Full kudos to Giving Birth With Confidence for this link fest section of my post. Thank you for a beautiful carnival!
By an odd coincidence, this post came out at the same time as the Healthy Birth Carnival so there are a heap of other blog entries out now underscoring the practices which detract from breastfeeding.
Why does keeping moms and babies together after birth matter? Because separating moms and babies is harmful.
Kimmelin Hull at Writing My Way Through Motherhood and Beyond writes:
The research on this issue is crystal clear: babies do better in the first minutes, hours and days, the more time they spend in skin-to-skin contact with their mothers. Their breathing and heart rates remain more stable. Their body temperatures fluctuate less. Ditto for their blood sugar levels. They cry less and they nurse and sleep better, too.”
Danielle at Momotics also reviews the harms of mother-infant separation and suggests that her baby’s 30 hour stay in the NICU for management of blood sugar instability may have been preventable if the hospital had allowed for skin-to-skin contact instead of routine separation. She also points out that skin-to-skin contact exposes newborns to normal bacteria on the mother, which can protect them from getting sick from hospital-acquired bacteria.
Research aside, what about common sense? From the baby’s perspective, the “maternal environment” represents a familiar landscape in which to feel safe and avoid distress (which has well-documented physiological effects.)
Danielle at Informed Parenting describes the moments after birth from the perspective of the baby held skin-to-skin:
Then suddenly he is enveloped in warmth, laying wet and slippery on his mothers chest. He hears it- the beating of his mothers heart. He hears her voice, so clearly for the first time. He knows what he needs and he seeks out that attachment, the physical bond to tie them back together. Little toes flex and dig into his mother soft belly as he wiggles and squirms forward, his little mouth open and questing. The sound of her voice draws him forward. Her arms support him in his journey. In a feat of strength and coordination that is truly amazing he reaches his goal and re-establishes their physical bond. As he suckles her nipple, drops of liquid gold land on his tongue.
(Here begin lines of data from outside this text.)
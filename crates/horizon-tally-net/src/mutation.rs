//! Single-field mutations whose result is patched into a loaded collection.
//!
//! A [`Mutation`] names one mutation field, its arguments and the selection
//! read back. [`GraphQLClient::mutate`](crate::GraphQLClient::mutate) sends
//! it and decodes the field's value, which callers merge into a collection
//! with `upsert_item` or drop with `remove_item`.

use serde_json::{Map, Value};

use crate::graphql::GraphQLRequest;
use crate::source::{OperationArg, operation_name, signature, view_file_selection};

/// Describes one mutation field and the selection read from its result.
#[derive(Debug, Clone, PartialEq)]
pub struct Mutation {
    field: String,
    selection: String,
    args: Vec<OperationArg>,
}

impl Mutation {
    /// A mutation on `field` whose result is read with `selection`.
    pub fn new(field: impl Into<String>, selection: impl Into<String>) -> Self {
        Self {
            field: field.into(),
            selection: selection.into(),
            args: Vec::new(),
        }
    }

    /// Adds an argument, declared with the given GraphQL type.
    pub fn arg(
        mut self,
        name: impl Into<String>,
        graphql_type: impl Into<String>,
        value: impl Into<Value>,
    ) -> Self {
        self.args.push(OperationArg {
            name: name.into(),
            graphql_type: graphql_type.into(),
            value: value.into(),
        });
        self
    }

    /// The mutation's response field, e.g. `setViewFileLabelProxy`.
    pub fn field(&self) -> &str {
        &self.field
    }

    pub fn operation_name(&self) -> String {
        operation_name(&self.field)
    }

    /// Renders the GraphQL document.
    pub fn document(&self) -> String {
        let params = self
            .args
            .iter()
            .map(|arg| (arg.name.as_str(), arg.graphql_type.as_str()));
        let (declarations, arguments) = signature(params);
        format!(
            "mutation {}({declarations}) {{ {}({arguments}) {{ {} }} }}",
            self.operation_name(),
            self.field,
            self.selection,
        )
    }

    /// Argument values keyed by name. Absent optional values are `null`.
    pub fn variables(&self) -> Map<String, Value> {
        self.args
            .iter()
            .map(|arg| (arg.name.clone(), arg.value.clone()))
            .collect()
    }

    /// The request sent for this mutation.
    pub fn to_request(&self) -> GraphQLRequest {
        GraphQLRequest::mutation(self.document())
            .variables(self.variables())
            .operation_name(self.operation_name())
    }

    // =========================================================================
    // View files
    // =========================================================================

    /// Sets or clears the label of one file in a view.
    ///
    /// The backend toggles: sending the label the file already has clears
    /// it. The result is the updated view file row.
    pub fn set_view_file_label(
        project_id: impl Into<String>,
        view_id: impl Into<String>,
        file_id: impl Into<String>,
        label_id: Option<&str>,
    ) -> Self {
        Self::view_file("setViewFileLabelProxy", project_id, view_id, file_id).arg(
            "labelId",
            "ID",
            label_id.map_or(Value::Null, |id| Value::String(id.to_owned())),
        )
    }

    /// Removes one file from a view. The result is the removed row.
    pub fn delete_view_file(
        project_id: impl Into<String>,
        view_id: impl Into<String>,
        file_id: impl Into<String>,
    ) -> Self {
        Self::view_file("deleteViewFileProxy", project_id, view_id, file_id)
    }

    fn view_file(
        field: &str,
        project_id: impl Into<String>,
        view_id: impl Into<String>,
        file_id: impl Into<String>,
    ) -> Self {
        Self::new(field, view_file_selection())
            .arg("projectId", "ID!", Value::String(project_id.into()))
            .arg("viewId", "ID!", Value::String(view_id.into()))
            .arg("fileId", "ID!", Value::String(file_id.into()))
    }
}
Mamapoekie at Authentic Parenting describes a similar scenario, and then contrasts it with the far more common scenario:
You are being pulled away from the one smell and feel you knew to again another entirely different setting. They prick you and it hurts and they rub you down and put stuff in your eyes, it stings even more than the light! You are starting to feel very desperate, very helpless.
boheime at Living Peacefully with Children believes that both birth and bonding are easiest when the mother feels well cared for, and can simply be with her baby to find the right rhythm. She relies on her very willing husband as her primary support for both.
With the birth of each child, he has taken off 2-3 weeks from work in order to cook, clean, and help out however I need him. It’s because of his support that I have been able to focus on getting to know each of our children, establish breastfeeding with them, and not feel as though the entire house has fallen apart.
With so many documented harms from mother-infant separation, not to mention the primal urge for mothers to hold their babies, routine separation of mothers and babies is a mainstay of modern obstetrics, and may give rise to the epidemic of breastfeeding problems.
Sheridan at the Enjoy Birth Blog remarked that her students who have given birth before are among the most surprised that mothers are “allowed” to have their babies with them right after birth. She writes:
It is shocking to me how many moms who are taking my Hypnobabies class for the 3rd or 4th baby and they are amazed that they have the option of keeping the baby on them for an hour or two.
After participating in many hospital births, Carol van der Woude at Aliisa’s Letter also had an awakening about how unnecessary hospital routine are. She describes the first time she saw a home birth:
My wonder at the miracle of birth was renewed. I watched as the baby emerged and the umbilical cord was left intact. The pulsating cord delivered oxygen to the baby as he made the transition to life outside the womb. The baby was placed on the mother’s chest, skin to skin, for warmth. The infant was comforted and stimulated in his mother’s arms.
Lamaze educator Nicole VanWoudenberg who blogs at A Little Bit of This and a Little Bit of That was in fact one of those women who didn’t know about the importance of immediate and close contact after birth until after she had had several babies. She describes her first and last births. After her first birth:
They cleaned her up, weighed and measured her, gave her the vitamin K shot, the eye ointment and whatever else, I was stitched up and approximately 45 minutes later, I got my burrito-baby. Seriously, she was diapered and all wrapped up in towels!! I did not know better, and left her like that while “bonding” with her. Did I have breastfeeding issues? Absolutely. Are the two connected? Absolutely.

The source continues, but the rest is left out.